** AVAILABLE DATA follows **

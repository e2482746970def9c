//! Margin Protocol Client Simulation.
//!
//! Drives the client facade against the in-memory contract: opening, rights transfers,
//! margin calls, closing and the event history that falls out of it.

use std::sync::Arc;

use alloy_primitives::{Address, Bytes, U256};
use margin_client::*;
use rust_decimal_macros::dec;
use tracing_subscriber::EnvFilter;

const START: u64 = 1_700_000_000;

type Client = Margin<SimulatedMargin>;

#[tokio::main]
async fn main() -> Result<(), MarginError> {
    tracing_subscriber::fmt()
        .with_env_filter(EnvFilter::try_from_default_env().unwrap_or_else(|_| EnvFilter::new("info")))
        .init();

    println!("Margin Protocol Client Simulation");
    println!("In-Memory Contract, Full Position Lifecycle\n");

    scenario_1_open_and_read().await?;
    scenario_2_argument_checks().await?;
    scenario_3_rights_transfers().await?;
    scenario_4_margin_call().await?;
    scenario_5_close_and_history().await?;
    scenario_6_loan_offering().await?;

    println!("\nAll simulations completed successfully.");
    Ok(())
}

fn party(n: u8) -> Address {
    Address::repeat_byte(n)
}

fn client() -> (Arc<SimulatedMargin>, Client) {
    let sim = Arc::new(SimulatedMargin::new(party(0x4d), START));
    let margin = Margin::new(Arc::clone(&sim), MarginConfig::development(sim.address()));
    (sim, margin)
}

async fn open(margin: &Client, nonce: u64) -> Result<PositionId, MarginError> {
    let receipt = margin
        .open_without_counterparty(
            party(1),
            party(2),
            party(3),
            party(0xa1),
            party(0xa2),
            U256::from(nonce),
            U256::from(1_000u64),
            U256::from(500u64),
            3_600,
            86_400,
            dec!(2),
            3_600,
            CallOptions::new(),
        )
        .await?;
    Ok(receipt.position_id.unwrap_or_else(|| margin.get_position_id(party(1), U256::from(nonce))))
}

/// Open without a counterparty and read the stored record back.
async fn scenario_1_open_and_read() -> Result<(), MarginError> {
    println!("Scenario 1: Open and Read Back\n");

    let (_, margin) = client();
    let id = open(&margin, 1).await?;
    let position = margin.get_position(id).await?;

    println!("  Position id: {id}");
    println!("  Owner {} borrows {} from lender {}", position.owner, position.principal, position.lender);
    println!("  Interest rate {} per {}s period", position.interest_rate, position.interest_period);
    println!("  Status: {:?}\n", margin.get_position_status(id).await?);
    Ok(())
}

/// Malformed opens are rejected by the contract, never by the client.
async fn scenario_2_argument_checks() -> Result<(), MarginError> {
    println!("Scenario 2: Contract Side Argument Checks\n");

    let (_, margin) = client();
    open(&margin, 1).await?;

    match open(&margin, 1).await {
        Err(err) => println!("  Reused nonce: {}", err.revert_reason().unwrap_or("no reason")),
        Ok(_) => println!("  Reused nonce unexpectedly accepted"),
    }

    let same_tokens = margin
        .open_without_counterparty(
            party(1),
            party(2),
            party(3),
            party(0xa1),
            party(0xa1),
            U256::from(2u64),
            U256::ZERO,
            U256::from(10u64),
            0,
            100,
            dec!(0),
            10,
            CallOptions::new(),
        )
        .await;
    if let Err(err) = same_tokens {
        println!("  Owed token equals held token: {}", err.revert_reason().unwrap_or("no reason"));
    }

    let fresh = open(&margin, 2).await?;
    println!("  Fresh nonce opens {fresh}\n");
    Ok(())
}

/// Loan and position rights move independently.
async fn scenario_3_rights_transfers() -> Result<(), MarginError> {
    println!("Scenario 3: Rights Transfers\n");

    let (_, margin) = client();
    let id = open(&margin, 1).await?;

    margin.transfer_position(id, party(4), party(2), CallOptions::new()).await?;
    margin.transfer_loan(id, party(5), party(3), CallOptions::new()).await?;

    let position = margin.get_position(id).await?;
    println!("  Owner now {}", position.owner);
    println!("  Lender now {}\n", position.lender);
    Ok(())
}

/// Lender calls, owner cures with a deposit.
async fn scenario_4_margin_call() -> Result<(), MarginError> {
    println!("Scenario 4: Margin Call and Cure\n");

    let (sim, margin) = client();
    let id = open(&margin, 1).await?;

    margin.margin_call(id, U256::from(250u64), party(3), CallOptions::new()).await?;
    println!("  After call: {:?}", margin.get_position_status(id).await?);

    sim.advance_time(1_800).await;
    margin.deposit_collateral(id, U256::from(250u64), party(2), CallOptions::new()).await?;
    println!("  After deposit: {:?}", margin.get_position_status(id).await?);
    println!("  Balance: {}\n", margin.get_position_balance(id).await?);
    Ok(())
}

/// Two partial closes, then the history read joined with block times.
async fn scenario_5_close_and_history() -> Result<(), MarginError> {
    println!("Scenario 5: Close and Event History\n");

    let (sim, margin) = client();
    let id = open(&margin, 1).await?;

    for amount in [200u64, 300] {
        sim.advance_time(600).await;
        margin
            .close_position_directly(id, party(2), party(2), U256::from(amount), CallOptions::new())
            .await?;
    }

    for event in margin.get_all_position_closed_events(id).await? {
        println!(
            "  Block {} at {}: closed {}, remaining {}",
            event.block_number, event.timestamp, event.args.close_amount, event.args.remaining_amount
        );
    }
    println!("  Repaid to lender: {}", margin.get_total_owed_token_repaid_to_lender(id).await?);
    println!("  Status: {:?}\n", margin.get_position_status(id).await?);
    Ok(())
}

/// Open against a signed offering, then burn part of its remaining capacity.
async fn scenario_6_loan_offering() -> Result<(), MarginError> {
    println!("Scenario 6: Signed Loan Offering\n");

    let (_, margin) = client();
    let offering = LoanOffering {
        owed_token: party(0xa1),
        held_token: party(0xa2),
        payer: party(3),
        owner: party(3),
        taker: Address::ZERO,
        position_owner: Address::ZERO,
        fee_recipient: Address::ZERO,
        lender_fee_token_address: Address::ZERO,
        taker_fee_token_address: Address::ZERO,
        max_amount: U256::from(1_000u64),
        min_amount: U256::from(1u64),
        min_held_token: U256::ZERO,
        lender_fee: U256::ZERO,
        taker_fee: U256::ZERO,
        expiration_timestamp: U256::from(START + 86_400),
        salt: U256::from(7u64),
        call_time_limit: 3_600,
        max_duration: 86_400,
        interest_rate: dec!(1.5),
        interest_period: 3_600,
        signature: Bytes::from(vec![0x1c; 65]),
    };

    let Some(signed) = SignedLoanOffering::new(offering.clone()) else {
        println!("  Offering is unsigned, skipping\n");
        return Ok(());
    };

    let receipt = margin
        .open_position(
            &signed,
            party(1),
            party(2),
            U256::from(400u64),
            U256::from(100u64),
            U256::from(1u64),
            true,
            &party(0xee),
            Bytes::new(),
            CallOptions::new(),
        )
        .await?;
    println!("  Opened in block {}", receipt.block_number);

    margin.cancel_loan_offer(&offering, U256::from(100u64), party(3), CallOptions::new()).await?;

    if let Some(hash) = SimulatedMargin::loan_hash_of(&offering) {
        println!("  Filled: {}", margin.get_loan_filled_amount(hash).await?);
        println!("  Canceled: {}", margin.get_loan_canceled_amount(hash).await?);
        println!("  Unavailable: {}\n", margin.get_loan_unavailable_amount(hash).await?);
    }
    Ok(())
}
// 7.0 config.rs: what a Margin facade is bound to. one instance per network.
// loading this from files or env is the caller's business; presets cover the common cases.

use alloy_primitives::Address;
use serde::{Deserialize, Serialize};

use crate::transport::CallOptions;

#[derive(Debug, Clone, PartialEq, Eq, Serialize, Deserialize)]
pub struct MarginConfig {
    // network identifier the contract is deployed on
    pub network_id: u64,
    // address of the deployed margin contract
    pub margin_address: Address,
    // first block scanned by the history reads
    pub events_from_block: u64,
    // options layered under every write (per-call options win)
    pub default_options: CallOptions,
    // log every dispatch at info instead of debug
    pub verbose: bool,
}

impl MarginConfig {
    pub fn new(network_id: u64, margin_address: Address) -> Self {
        Self {
            network_id,
            margin_address,
            events_from_block: 0,
            default_options: CallOptions::default(),
            verbose: false,
        }
    }

    pub fn mainnet(margin_address: Address) -> Self {
        Self::new(1, margin_address)
    }

    // local dev chains. generous gas so tests never fail on estimation
    pub fn development(margin_address: Address) -> Self {
        let mut config = Self::new(1212, margin_address);
        config.default_options = CallOptions::new().with_gas(6_000_000);
        config.verbose = true;
        config
    }

    pub fn with_events_from_block(mut self, block: u64) -> Self {
        self.events_from_block = block;
        self
    }
}

#[cfg(test)]
mod tests {
    use super::*;

    #[test]
    fn presets() {
        let address = Address::repeat_byte(0x42);

        let mainnet = MarginConfig::mainnet(address);
        assert_eq!(mainnet.network_id, 1);
        assert_eq!(mainnet.events_from_block, 0);
        assert_eq!(mainnet.default_options, CallOptions::default());
        assert!(!mainnet.verbose);

        let dev = MarginConfig::development(address).with_events_from_block(10);
        assert_eq!(dev.default_options.gas, Some(6_000_000));
        assert_eq!(dev.events_from_block, 10);
    }

    #[test]
    fn serde_round_trip() {
        let config = MarginConfig::development(Address::repeat_byte(0x42));
        let json = serde_json::to_string(&config).unwrap();
        let parsed: MarginConfig = serde_json::from_str(&json).unwrap();
        assert_eq!(parsed, config);
    }
}
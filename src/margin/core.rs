// 6.0 margin/core.rs: the facade struct and the two dispatch paths every operation goes through.
// writes: encode → merge options → force sender → send. reads: encode → call → decode.

use std::sync::Arc;

use alloy_primitives::{Address, Bytes, U256};
use alloy_sol_types::SolCall;
use tracing::{debug, info, warn};

use super::results::MarginError;
use crate::config::MarginConfig;
use crate::helpers;
use crate::transport::{CallOptions, MarginTransport, TxReceipt};
use crate::types::PositionId;

/** 6.1: client for one deployed margin contract. holds no state beyond its binding */
#[derive(Debug)]
pub struct Margin<T: MarginTransport> {
    pub(super) transport: Arc<T>,
    pub(super) config: MarginConfig,
}

impl<T: MarginTransport> Clone for Margin<T> {
    fn clone(&self) -> Self {
        Self {
            transport: Arc::clone(&self.transport),
            config: self.config.clone(),
        }
    }
}

impl<T: MarginTransport> Margin<T> {
    pub fn new(transport: Arc<T>, config: MarginConfig) -> Self {
        Self { transport, config }
    }

    pub fn config(&self) -> &MarginConfig {
        &self.config
    }

    pub fn transport(&self) -> &Arc<T> {
        &self.transport
    }

    pub fn get_address(&self) -> Address {
        self.config.margin_address
    }

    pub fn get_position_id(&self, trader: Address, nonce: U256) -> PositionId {
        helpers::get_position_id(trader, nonce)
    }

    // 6.2: state changing path. `from` is applied after every overlay, so a sender
    // smuggled in through options never reaches the transport.
    pub(super) async fn send<C: SolCall>(
        &self,
        call: C,
        from: Address,
        options: CallOptions,
    ) -> Result<TxReceipt, MarginError> {
        let method = method_name::<C>();

        if let Some(discarded) = options.from.filter(|supplied| *supplied != from) {
            warn!(method, %discarded, sender = %from, "caller supplied sender overridden");
        }

        let context = options
            .merged_over(&self.config.default_options)
            .into_context(from);

        if self.config.verbose {
            info!(method, sender = %from, gas = ?context.gas, "dispatching");
        } else {
            debug!(method, sender = %from, gas = ?context.gas, "dispatching");
        }

        let receipt = self
            .transport
            .send_transaction(self.config.margin_address, Bytes::from(call.abi_encode()), context)
            .await
            .map_err(|source| MarginError::remote(method, source))?;

        info!(
            method,
            tx = %receipt.transaction_hash,
            block = receipt.block_number,
            gas_used = receipt.gas_used,
            "mined"
        );
        Ok(receipt)
    }

    // 6.3: read path. decode failures mean the deployed contract no longer matches the bindings
    pub(super) async fn read<C: SolCall>(&self, call: C) -> Result<C::Return, MarginError> {
        let method = method_name::<C>();

        if self.config.verbose {
            info!(method, "calling");
        } else {
            debug!(method, "calling");
        }

        let data = self
            .transport
            .call(self.config.margin_address, Bytes::from(call.abi_encode()))
            .await
            .map_err(|source| MarginError::remote(method, source))?;

        C::abi_decode_returns(&data, true).map_err(|err| MarginError::decode(method, err))
    }
}

// "openPosition(address[11],...)" → "openPosition"
fn method_name<C: SolCall>() -> &'static str {
    let signature: &'static str = C::SIGNATURE;
    signature.split('(').next().unwrap_or(signature)
}
// 6.4 margin/positions.rs: open, increase and close. opens derive the position id locally
// and stamp it on the receipt; nothing here checks business rules, the contract does.

use alloy_primitives::{Address, Bytes, U256};
use rust_decimal::Decimal;

use super::core::Margin;
use super::results::MarginError;
use crate::abi::IMargin;
use crate::marshal::{
    IncreasePositionArgs, LoanAmounts, LoanParties, LoanTerms, OpenPositionArgs,
    OpenWithoutCounterpartyArgs,
};
use crate::transport::{CallOptions, MarginTransport, TxReceipt};
use crate::types::{ExchangeWrapper, PositionId, SignedLoanOffering};

impl<T: MarginTransport> Margin<T> {
    // 6.4.1: open against a signed loan offering, buying held token through the exchange
    #[allow(clippy::too_many_arguments)]
    pub async fn open_position(
        &self,
        loan_offering: &SignedLoanOffering,
        trader: Address,
        owner: Address,
        principal: U256,
        deposit_amount: U256,
        nonce: U256,
        deposit_in_held_token: bool,
        exchange_wrapper: &impl ExchangeWrapper,
        order_data: Bytes,
        options: CallOptions,
    ) -> Result<TxReceipt, MarginError> {
        let position_id = self.get_position_id(trader, nonce);

        let args = OpenPositionArgs {
            owner,
            parties: LoanParties::from_offering(loan_offering),
            exchange_wrapper: exchange_wrapper.address(),
            amounts: LoanAmounts::from_offering(loan_offering),
            principal,
            deposit_amount,
            nonce,
            terms: LoanTerms::from_offering(loan_offering)?,
            signature: loan_offering.signature().clone(),
            deposit_in_held_token,
            order_data,
        };

        let receipt = self.send(args.to_call(), trader, options).await?;
        Ok(receipt.with_position_id(position_id))
    }

    // 6.4.2: lender and trader agree off-protocol; the contract resolves both from the args
    #[allow(clippy::too_many_arguments)]
    pub async fn open_without_counterparty(
        &self,
        trader: Address,
        position_owner: Address,
        loan_owner: Address,
        owed_token: Address,
        held_token: Address,
        nonce: U256,
        deposit: U256,
        principal: U256,
        call_time_limit: u32,
        max_duration: u32,
        interest_rate: Decimal,
        interest_period: u32,
        options: CallOptions,
    ) -> Result<TxReceipt, MarginError> {
        let position_id = self.get_position_id(trader, nonce);

        let args = OpenWithoutCounterpartyArgs {
            position_owner,
            owed_token,
            held_token,
            loan_owner,
            principal,
            deposit,
            nonce,
            terms: LoanTerms::new(call_time_limit, max_duration, interest_rate, interest_period)?,
        };

        let receipt = self.send(args.to_call(), trader, options).await?;
        Ok(receipt.with_position_id(position_id))
    }

    // 6.4.3: add principal to an existing position from a new loan offering
    #[allow(clippy::too_many_arguments)]
    pub async fn increase_position(
        &self,
        position_id: PositionId,
        loan_offering: &SignedLoanOffering,
        trader: Address,
        principal: U256,
        deposit_in_held_token: bool,
        exchange_wrapper: &impl ExchangeWrapper,
        order_data: Bytes,
        options: CallOptions,
    ) -> Result<TxReceipt, MarginError> {
        let args = IncreasePositionArgs {
            position_id,
            parties: LoanParties::from_offering(loan_offering),
            exchange_wrapper: exchange_wrapper.address(),
            amounts: LoanAmounts::from_offering(loan_offering),
            principal,
            call_time_limit: loan_offering.call_time_limit,
            max_duration: loan_offering.max_duration,
            deposit_in_held_token,
            signature: loan_offering.signature().clone(),
            order_data,
        };

        self.send(args.to_call(), trader, options).await
    }

    pub async fn increase_without_counterparty(
        &self,
        position_id: PositionId,
        principal_to_add: U256,
        sender: Address,
        options: CallOptions,
    ) -> Result<TxReceipt, MarginError> {
        let call = IMargin::increaseWithoutCounterpartyCall {
            positionId: position_id.0,
            principalToAdd: principal_to_add,
        };
        self.send(call, sender, options).await
    }

    // 6.4.4: close through an exchange. close_amount beyond the principal is clamped or
    // rejected by the contract, not here.
    #[allow(clippy::too_many_arguments)]
    pub async fn close_position(
        &self,
        position_id: PositionId,
        closer: Address,
        payout_recipient: Address,
        close_amount: U256,
        payout_in_held_token: bool,
        exchange_wrapper: &impl ExchangeWrapper,
        order_data: Bytes,
        options: CallOptions,
    ) -> Result<TxReceipt, MarginError> {
        let call = IMargin::closePositionCall {
            positionId: position_id.0,
            requestedCloseAmount: close_amount,
            payoutRecipient: payout_recipient,
            exchangeWrapper: exchange_wrapper.address(),
            payoutInHeldToken: payout_in_held_token,
            orderData: order_data,
        };
        self.send(call, closer, options).await
    }

    // closer supplies the owed token directly, no exchange involved
    pub async fn close_position_directly(
        &self,
        position_id: PositionId,
        closer: Address,
        payout_recipient: Address,
        close_amount: U256,
        options: CallOptions,
    ) -> Result<TxReceipt, MarginError> {
        let call = IMargin::closePositionDirectlyCall {
            positionId: position_id.0,
            requestedCloseAmount: close_amount,
            payoutRecipient: payout_recipient,
        };
        self.send(call, closer, options).await
    }

    pub async fn close_position_without_counterparty(
        &self,
        position_id: PositionId,
        closer: Address,
        payout_recipient: Address,
        close_amount: U256,
        options: CallOptions,
    ) -> Result<TxReceipt, MarginError> {
        let call = IMargin::closeWithoutCounterpartyCall {
            positionId: position_id.0,
            requestedCloseAmount: close_amount,
            payoutRecipient: payout_recipient,
        };
        self.send(call, closer, options).await
    }
}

** End of AVAILABLE DATA **

### WHAT NEEDS TO BE DONE
Please output exactly the lines from the one containing "let call = IMargin::closeWithoutCounterpartyCall" through the end of the records, both included.

### ANSWER BELOW
        let call = IMargin::closeWithoutCounterpartyCall {
            positionId: position_id.0,
            requestedCloseAmount: close_amount,
            payoutRecipient: payout_recipient,
        };
        self.send(call, closer, options).await
    }
}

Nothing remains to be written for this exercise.